4 novembre 2004
Riva (pag.38)
«Zone blu», la giunta fa
retromarcia
Sospesa l´ordinanza che riguarda
viale Roma e viale S.
Francesco
Di PAOLO LISERRE
Un fulmine a ciel
sereno. Ma una volta tanto di quelli che possono far piacere (dipende dai punti
di vista) ai cittadini, rivani e non rivani ma che a Riva ci vengono per
lavorare, per diletto o per necessità. E ci vengono per forza di cose in
macchina. Nella riunione di martedì pomeriggio la giunta ha deciso di sospendere
a tempo indeterminato parte dell´ordinanza riguardante l´estensione immediata
delle zone di parcheggio a pagamento e a disco orario, ordinanza che sarebbe
dovuta entrare ufficialmente in vigore (tempo metereologico permettendo) da
lunedì scorso 1° novembre. Una retromarcia per certi versi clamorosa, una
decisione «sofferta», frutto di una lunga mediazione (così la definiscono fonti
interne al palazzo) che ha contrapposto anime e pensieri diversi nella stessa
maggioranza e nello stesso esecutivo.
Di certo però c´è il risultato finale,
almeno per ora: viale Roma e viale S. Francesco nel tratto compreso tra via
Scaligero e piazza Garibaldi (85 posti in tutto) restano a disco orario sino a
data da destinarsi, probabilmente sino all´inizio ufficiale dei lavori
dell´interrato di piazzale Pilati. Niente stalli blu quindi, nessuna estensione
immediata delle zone di sosta a pagamento nel centro storico e nella zona a
ridosso dello stesso. Dell´ordinanza firmata dal sindaco Paolo Matteotti non più
tardi di una settimana fa non si tocca solo la parte riguardante viale Prati e
via Bastione: qui entra in vigore come preannunciato l´istituzione del disco
orario, che dovrebbe comunque consentire una maggiore rotazione nell´offerta di
posti macchina. Ufficialmente la decisione di fare un passo indietro viene
spiegata dall´assessore alle opere pubbliche Luigi Marino (Verdi) con la
necessità di «salvaguardare i residenti del centro storico» e con la volontà di
«approfondire la qualità degli abbonamenti».
Il passaggio in giunta ha
comunque anche una duplice valenza politica. Interna alla maggioranza e nei
rapporti tra amministrazione comunale e società partecipata Apm. Nella
maggioranza perché all´indomani dell´ordinanza firmata giovedì scorso,
soprattutto da sinistra ma anche da ambienti della Margherita sono state
sollevate perplessità sul fatto di anticipare i tempi stabiliti in consiglio
comunale. Nei rapporti tra Comune e Apm perché l´estensione immediata delle aree
blu è stata chiesta esplicitamente dalla società parcheggi e questo dietrofront
ha, per ora, il sapore di una sconfessione della politica portata avanti
dall´Apm.
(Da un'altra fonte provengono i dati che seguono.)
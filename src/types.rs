use chrono::NaiveDate;
use serde::{Deserialize, Serialize};
use tabled::Tabled;

/// One day of traffic performance (or one promotion-tagged row).
///
/// Raw quantities come straight from the sheet; every ratio is derived once
/// at ingestion and never recomputed downstream. A ratio whose denominator
/// is zero is stored as `0.0`, never NaN or infinity.
#[derive(Debug, Clone, PartialEq, Serialize)]
pub struct DailyMetric {
    pub date: NaiveDate,
    /// Original date cell text, exactly as it appeared in the sheet.
    pub date_str: String,
    /// Localized (pt-BR) display form, `DD/MM/YYYY`.
    pub display_date: String,
    /// Localized weekday name, e.g. `segunda-feira`.
    pub weekday: String,
    pub spend: f64,
    pub impressions: u64,
    pub clicks: u64,
    pub installs: u64,
    pub purchases: u64,
    pub title_cost: f64,
    pub revenue: f64,
    pub clients: u64,
    /// Campaign tag; rows without one carry the `Sem Promo` sentinel.
    pub promo: String,
    pub ctr: f64,
    pub cpm: f64,
    pub cpc: f64,
    pub cpi: f64,
    pub cpa: f64,
    pub install_rate: f64,
    pub conversion_rate: f64,
    pub roas: f64,
    pub titles_per_client: f64,
}

/// Summed raw quantities over a record sequence.
#[derive(Debug, Clone, Default, PartialEq, Serialize)]
pub struct Totals {
    pub spend: f64,
    pub impressions: u64,
    pub clicks: u64,
    pub installs: u64,
    pub purchases: u64,
    pub title_cost: f64,
    pub revenue: f64,
    pub clients: u64,
}

/// Ratio metrics derived from `Totals` (weighted by volume, never an
/// arithmetic mean of per-day ratios).
#[derive(Debug, Clone, Default, PartialEq, Serialize)]
pub struct Averages {
    pub cpm: f64,
    pub ctr: f64,
    pub cpc: f64,
    pub cpi: f64,
    pub cpa: f64,
    pub conversion_rate: f64,
    pub install_rate: f64,
    pub roas: f64,
    pub avg_title_cost: f64,
    pub titles_per_client: f64,
}

#[derive(Debug, Clone, Default, PartialEq, Serialize)]
pub struct AggregateResult {
    pub totals: Totals,
    pub averages: Averages,
}

/// The primary viewing window. A selected promotion overrides the date
/// range entirely; with no promotion and no dates the current set is empty.
#[derive(Debug, Clone, Default)]
pub struct ViewFilter {
    pub start: Option<NaiveDate>,
    pub end: Option<NaiveDate>,
    pub promo: Option<String>,
}

/// The five comparison modes plus "no comparison", dispatched through a
/// single resolver so each mode's date arithmetic stays independently
/// testable.
#[derive(Debug, Clone, PartialEq)]
pub enum ComparisonMode {
    None,
    PreviousPeriod,
    PreviousWeek,
    PreviousMonth,
    Manual { start: NaiveDate, end: NaiveDate },
    Promotion { label: String },
}

/// Structured answer from the summary collaborator.
#[derive(Debug, Clone, PartialEq, Serialize, Deserialize)]
pub struct SummaryResponse {
    #[serde(default)]
    pub executive_summary: Vec<String>,
    #[serde(default)]
    pub action_plan: Vec<String>,
    #[serde(default)]
    pub risks: Vec<String>,
}

#[derive(Debug, Clone, Tabled)]
pub struct KpiRow {
    #[tabled(rename = "Metric")]
    pub metric: String,
    #[tabled(rename = "Current")]
    pub current: String,
    #[tabled(rename = "Previous")]
    pub previous: String,
    #[tabled(rename = "Delta")]
    pub delta: String,
}

#[derive(Debug, Clone, Tabled)]
pub struct DayRow {
    #[tabled(rename = "Date")]
    pub date: String,
    #[tabled(rename = "Weekday")]
    pub weekday: String,
    #[tabled(rename = "Spend")]
    pub spend: String,
    #[tabled(rename = "Clicks")]
    pub clicks: String,
    #[tabled(rename = "Purchases")]
    pub purchases: String,
    #[tabled(rename = "CPA")]
    pub cpa: String,
    #[tabled(rename = "ROAS")]
    pub roas: String,
    #[tabled(rename = "Promo")]
    pub promo: String,
}
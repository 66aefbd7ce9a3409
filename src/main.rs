// Entry point and high-level CLI flow.
//
// The binary is a menu-driven console dashboard over a published
// spreadsheet:
// - Option [1] fetches and ingests the active sheet tab, printing
//   diagnostics.
// - Options [2]..[5] switch tabs, render the KPI/day tables and adjust the
//   view and comparison filters.
// - Option [6] asks the Gemini collaborator for a prose summary; option [7]
//   exports the aggregate pair as JSON.
mod aggregate;
mod columns;
mod compare;
mod fetch;
mod loader;
mod output;
mod summary;
mod types;
mod util;

use anyhow::Result;
use chrono::{Duration, NaiveDate};
use clap::Parser;
use once_cell::sync::Lazy;
use std::io::{self, Write};
use std::sync::Mutex;
use types::{ComparisonMode, DailyMetric, ViewFilter};
use util::format_int;

/// Dashboard tabs: (label, sheet tab name on the published spreadsheet).
const DASHBOARD_TABS: &[(&str, &str)] = &[
    ("Visão Geral", "Geral Tráfego"),
    ("TP-Site", "TP-Site"),
    ("TP-APP", "TP-APP"),
    ("Meta Ads", "Meta Ads"),
    ("Google Ads", "Google Ads"),
    ("Tiktok Ads", "Tiktok Ads"),
];

#[derive(Parser, Debug)]
#[command(
    name = "traffic_report",
    about = "Marketing traffic performance report over a published spreadsheet"
)]
struct Args {
    /// CSV export base URL (defaults to the published dashboard sheet; can
    /// also be set through SHEET_BASE_URL)
    #[arg(long)]
    base_url: Option<String>,

    /// Sheet tab to load on startup (defaults to the first dashboard tab)
    #[arg(long)]
    sheet: Option<String>,

    /// Gemini model used for the AI summary
    #[arg(long, default_value = "gemini-2.0-flash")]
    model: String,
}

// Simple in-memory app state: the record set, the active filters and a
// fetch-generation counter so a stale, slow response can never overwrite a
// newer one. The record set is replaced atomically on each successful load.
static APP_STATE: Lazy<Mutex<AppState>> = Lazy::new(|| Mutex::new(AppState::new()));

struct AppState {
    data: Option<Vec<DailyMetric>>,
    fetch_generation: u64,
    sheet: String,
    view: ViewFilter,
    mode: ComparisonMode,
    promos: Vec<String>,
    benchmark_promo: Option<String>,
    manual_range: Option<(NaiveDate, NaiveDate)>,
}

impl AppState {
    fn new() -> Self {
        AppState {
            data: None,
            fetch_generation: 0,
            sheet: DASHBOARD_TABS[0].1.to_string(),
            view: ViewFilter::default(),
            mode: ComparisonMode::PreviousPeriod,
            promos: Vec::new(),
            benchmark_promo: None,
            manual_range: None,
        }
    }
}

/// Explicit post-load initialization of the filter state: default the view
/// to the last 14 days of data, the manual benchmark to the 14 days before
/// that, and the benchmark promotion to the first known label.
fn init_defaults(state: &mut AppState) {
    let Some(data) = &state.data else { return };
    state.promos = compare::unique_promos(data);
    if state.benchmark_promo.is_none() {
        state.benchmark_promo = state.promos.first().cloned();
    }
    if state.view.start.is_none() {
        if let Some(last) = data.last().map(|d| d.date) {
            let start = last - Duration::days(13);
            state.view.start = Some(start);
            state.view.end = Some(last);
            let prev_end = start - Duration::days(1);
            state.manual_range = Some((prev_end - Duration::days(13), prev_end));
        }
    }
}

fn read_line(prompt: &str) -> String {
    print!("{}", prompt);
    let _ = io::stdout().flush();
    let mut buf = String::new();
    io::stdin().read_line(&mut buf).ok();
    buf.trim().to_string()
}

fn read_choice() -> String {
    read_line("Enter choice: ")
}

/// Read a date in ISO form; empty input keeps `current`.
fn read_date(prompt: &str, current: Option<NaiveDate>) -> Option<NaiveDate> {
    let hint = current
        .map(|d| format!(" [{}]", d))
        .unwrap_or_default();
    let input = read_line(&format!("{}{} (YYYY-MM-DD): ", prompt, hint));
    if input.is_empty() {
        return current;
    }
    match NaiveDate::parse_from_str(&input, "%Y-%m-%d") {
        Ok(d) => Some(d),
        Err(_) => {
            println!("Invalid date, keeping previous value.");
            current
        }
    }
}

fn base_url(args: &Args) -> String {
    args.base_url
        .clone()
        .or_else(|| std::env::var("SHEET_BASE_URL").ok())
        .unwrap_or_else(fetch::default_base_url)
}

/// Handle option [1]: fetch the active sheet tab and ingest it.
///
/// The generation counter is bumped before the request; the result is only
/// applied if no newer load started in the meantime.
fn handle_load(args: &Args) {
    let (generation, sheet) = {
        let mut state = APP_STATE.lock().unwrap();
        state.fetch_generation += 1;
        (state.fetch_generation, state.sheet.clone())
    };

    println!("Fetching sheet '{}'...", sheet);
    let fetched: Result<String> = fetch::build_client()
        .and_then(|client| fetch::fetch_sheet_csv(&client, &base_url(args), &sheet));

    match fetched {
        Ok(raw) => {
            let (records, report) = loader::ingest(&raw);
            let mut state = APP_STATE.lock().unwrap();
            if state.fetch_generation != generation {
                println!("Discarding stale response for '{}'.\n", sheet);
                return;
            }
            println!(
                "Processing sheet... ({} rows read, {} kept, {} rejected)",
                format_int(report.total_rows as u64),
                format_int(report.kept_rows as u64),
                format_int(report.rejected_rows as u64)
            );
            if !report.headers.is_empty() {
                println!("Headers (row {}): {}", report.header_row, report.headers.join(" | "));
            }
            if !report.missing_fields.is_empty() {
                println!("Note: unresolved columns: {}", report.missing_fields.join(", "));
            }
            println!();
            state.data = Some(records);
            init_defaults(&mut state);
        }
        Err(e) => {
            // Transport failure: one visible error, previous data retained.
            eprintln!("Failed to load sheet data: {:#}\n", e);
        }
    }
}

/// Handle option [2]: switch the dashboard tab and reload.
fn handle_switch_tab(args: &Args) {
    println!("Dashboard tabs:");
    for (i, (label, sheet)) in DASHBOARD_TABS.iter().enumerate() {
        println!("[{}] {} ({})", i + 1, label, sheet);
    }
    let choice = read_choice();
    let Ok(idx) = choice.parse::<usize>() else {
        println!("Invalid choice.\n");
        return;
    };
    let Some((_, sheet)) = DASHBOARD_TABS.get(idx.wrapping_sub(1)) else {
        println!("Invalid choice.\n");
        return;
    };
    {
        let mut state = APP_STATE.lock().unwrap();
        state.sheet = sheet.to_string();
    }
    handle_load(args);
}

/// Build the effective comparison label for the selection summary line.
fn mode_label(mode: &ComparisonMode) -> String {
    match mode {
        ComparisonMode::None => "Sem Comparação".to_string(),
        ComparisonMode::PreviousPeriod => "Período Anterior".to_string(),
        ComparisonMode::PreviousWeek => "Semana Anterior".to_string(),
        ComparisonMode::PreviousMonth => "Mês Anterior".to_string(),
        ComparisonMode::Manual { start, end } => format!("Manual {} a {}", start, end),
        ComparisonMode::Promotion { label } => format!("Benchmark: {}", label),
    }
}

/// Handle option [3]: resolve both windows and render the dashboard tables.
fn handle_dashboard() {
    let state = APP_STATE.lock().unwrap();
    let Some(data) = &state.data else {
        println!("Error: No data loaded. Please load the sheet first (option 1).\n");
        return;
    };
    let (current, previous) = compare::resolve_windows(data, &state.view, &state.mode);

    let analysis = match &state.view.promo {
        Some(promo) => format!("Promoção: {}", promo),
        None => "Período Cronológico".to_string(),
    };
    println!(
        "Análise: {} | VS: {} | Amostra: {} dias | Benchmark: {} dias\n",
        analysis,
        mode_label(&state.mode),
        current.len(),
        previous.len()
    );

    let current_agg = aggregate::aggregate(&current);
    let previous_agg = aggregate::aggregate(&previous);
    output::preview_table_rows(&output::kpi_rows(&current_agg, &previous_agg), usize::MAX);

    println!("Daily breakdown (first 10 of {}):", current.len());
    output::preview_table_rows(&output::daily_rows(&current), 10);
}

/// Handle option [4]: choose the primary window (promotion or date range).
fn handle_view_filter() {
    let mut state = APP_STATE.lock().unwrap();
    if state.data.is_none() {
        println!("Error: No data loaded. Please load the sheet first (option 1).\n");
        return;
    }

    println!("View filter:");
    println!("[0] All periods (chronological date range)");
    for (i, promo) in state.promos.iter().enumerate() {
        println!("[{}] Promo: {}", i + 1, promo);
    }
    let choice = read_choice();
    match choice.parse::<usize>() {
        Ok(0) => {
            state.view.promo = None;
            state.view.start = read_date("Start date", state.view.start);
            state.view.end = read_date("End date", state.view.end);
        }
        Ok(n) if n <= state.promos.len() => {
            state.view.promo = Some(state.promos[n - 1].clone());
        }
        _ => println!("Invalid choice."),
    }
    println!();
}

/// Handle option [5]: pick the comparison mode (and its parameters).
fn handle_comparison() {
    let mut state = APP_STATE.lock().unwrap();
    println!("Comparison mode:");
    println!("[1] Período Anterior");
    println!("[2] Semana Anterior");
    println!("[3] Mês Anterior");
    println!("[4] Personalizado (Manual)");
    println!("[5] Comparar Promoções");
    println!("[6] Sem Comparação");
    match read_choice().as_str() {
        "1" => state.mode = ComparisonMode::PreviousPeriod,
        "2" => state.mode = ComparisonMode::PreviousWeek,
        "3" => state.mode = ComparisonMode::PreviousMonth,
        "4" => {
            let (default_start, default_end) = match state.manual_range {
                Some((s, e)) => (Some(s), Some(e)),
                None => (None, None),
            };
            let start = read_date("Benchmark start", default_start);
            let end = read_date("Benchmark end", default_end);
            match (start, end) {
                (Some(start), Some(end)) => {
                    state.manual_range = Some((start, end));
                    state.mode = ComparisonMode::Manual { start, end };
                }
                _ => println!("Manual comparison needs both dates; mode unchanged."),
            }
        }
        "5" => {
            if state.promos.is_empty() {
                // No promotion list yet: the benchmark set stays empty until
                // promotions are available.
                state.mode = ComparisonMode::Promotion {
                    label: String::new(),
                };
                println!("No promotions known yet; benchmark will be empty.");
            } else {
                for (i, promo) in state.promos.iter().enumerate() {
                    println!("[{}] {}", i + 1, promo);
                }
                let default = state.benchmark_promo.clone();
                let label = match read_choice().parse::<usize>() {
                    Ok(n) if n >= 1 && n <= state.promos.len() => state.promos[n - 1].clone(),
                    _ => default.unwrap_or_default(),
                };
                state.benchmark_promo = Some(label.clone());
                state.mode = ComparisonMode::Promotion { label };
            }
        }
        "6" => state.mode = ComparisonMode::None,
        _ => println!("Invalid choice."),
    }
    println!();
}

/// Handle option [6]: ask the summary collaborator about the current
/// selection. Failures inside the collaborator degrade to its fixed
/// fallback, so this never errors.
fn handle_ai_summary(args: &Args) {
    let (current, previous) = {
        let state = APP_STATE.lock().unwrap();
        let Some(data) = &state.data else {
            println!("Error: No data loaded. Please load the sheet first (option 1).\n");
            return;
        };
        compare::resolve_windows(data, &state.view, &state.mode)
    };
    if current.is_empty() {
        println!("Nothing selected; adjust the view filter first.\n");
        return;
    }

    println!("Generating AI summary ({} days vs {} days)...\n", current.len(), previous.len());
    let api_key = std::env::var("GEMINI_API_KEY").ok();
    let result = summary::generate_summary(&current, &previous, api_key.as_deref(), &args.model);

    println!("Resumo Executivo:");
    for line in &result.executive_summary {
        println!("  - {}", line);
    }
    println!("Plano de Ação:");
    for line in &result.action_plan {
        println!("  - {}", line);
    }
    if !result.risks.is_empty() {
        println!("Riscos:");
        for line in &result.risks {
            println!("  - {}", line);
        }
    }
    println!();
}

/// Handle option [7]: export both aggregates as pretty JSON.
fn handle_export() {
    let state = APP_STATE.lock().unwrap();
    let Some(data) = &state.data else {
        println!("Error: No data loaded. Please load the sheet first (option 1).\n");
        return;
    };
    let (current, previous) = compare::resolve_windows(data, &state.view, &state.mode);
    let payload = serde_json::json!({
        "sheet": state.sheet,
        "sample_days": current.len(),
        "benchmark_days": previous.len(),
        "current": aggregate::aggregate(&current),
        "previous": aggregate::aggregate(&previous),
    });
    match output::write_json("summary.json", &payload) {
        Ok(()) => println!("Aggregates exported to summary.json\n"),
        Err(e) => eprintln!("Write error: {:#}\n", e),
    }
}

fn main() {
    dotenvy::dotenv().ok();
    let args = Args::parse();

    if let Some(sheet) = &args.sheet {
        let mut state = APP_STATE.lock().unwrap();
        state.sheet = sheet.clone();
    }

    loop {
        {
            let state = APP_STATE.lock().unwrap();
            println!("Traffic Performance Report (sheet: {})", state.sheet);
        }
        println!("[1] Load / refresh sheet data");
        println!("[2] Switch dashboard tab");
        println!("[3] Show dashboard");
        println!("[4] Configure view filter");
        println!("[5] Configure comparison mode");
        println!("[6] Generate AI summary");
        println!("[7] Export aggregates (summary.json)");
        println!("[0] Quit\n");
        match read_choice().as_str() {
            "1" => handle_load(&args),
            "2" => handle_switch_tab(&args),
            "3" => handle_dashboard(),
            "4" => handle_view_filter(),
            "5" => handle_comparison(),
            "6" => handle_ai_summary(&args),
            "7" => handle_export(),
            "0" | "q" | "Q" => {
                println!("Exiting the program.");
                break;
            }
            _ => println!("Invalid choice.\n"),
        }
    }
}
Il presidente e amministratore delegato Riccardo Lucatti non è di
quest´avviso: «Non è assolutamente una sconfessione della nostra linea - afferma
- Ma è ovvio che non commento la decisione dell´amministrazione comunale. Faccio
solo notare che a fronte di 265 abbonamenti attuali, con un trend in costante
crescita, abbiamo 377 stalli a pagamento reali. Se non si fronteggia questa
situazione si rischia la paralisi della città. Quella di aumentare le zone blu è
una nostra richiesta permanente ma non certo per tartassare i cittadini. Anzi,
l´incremento degli abbonamenti e di pari passo quello delle zone a pagamento va
a vantaggio dei residenti e della rotazione della sosta. Pensi che gli operatori
commerciali ci chiedono di aumentare i prezzi per i residenti».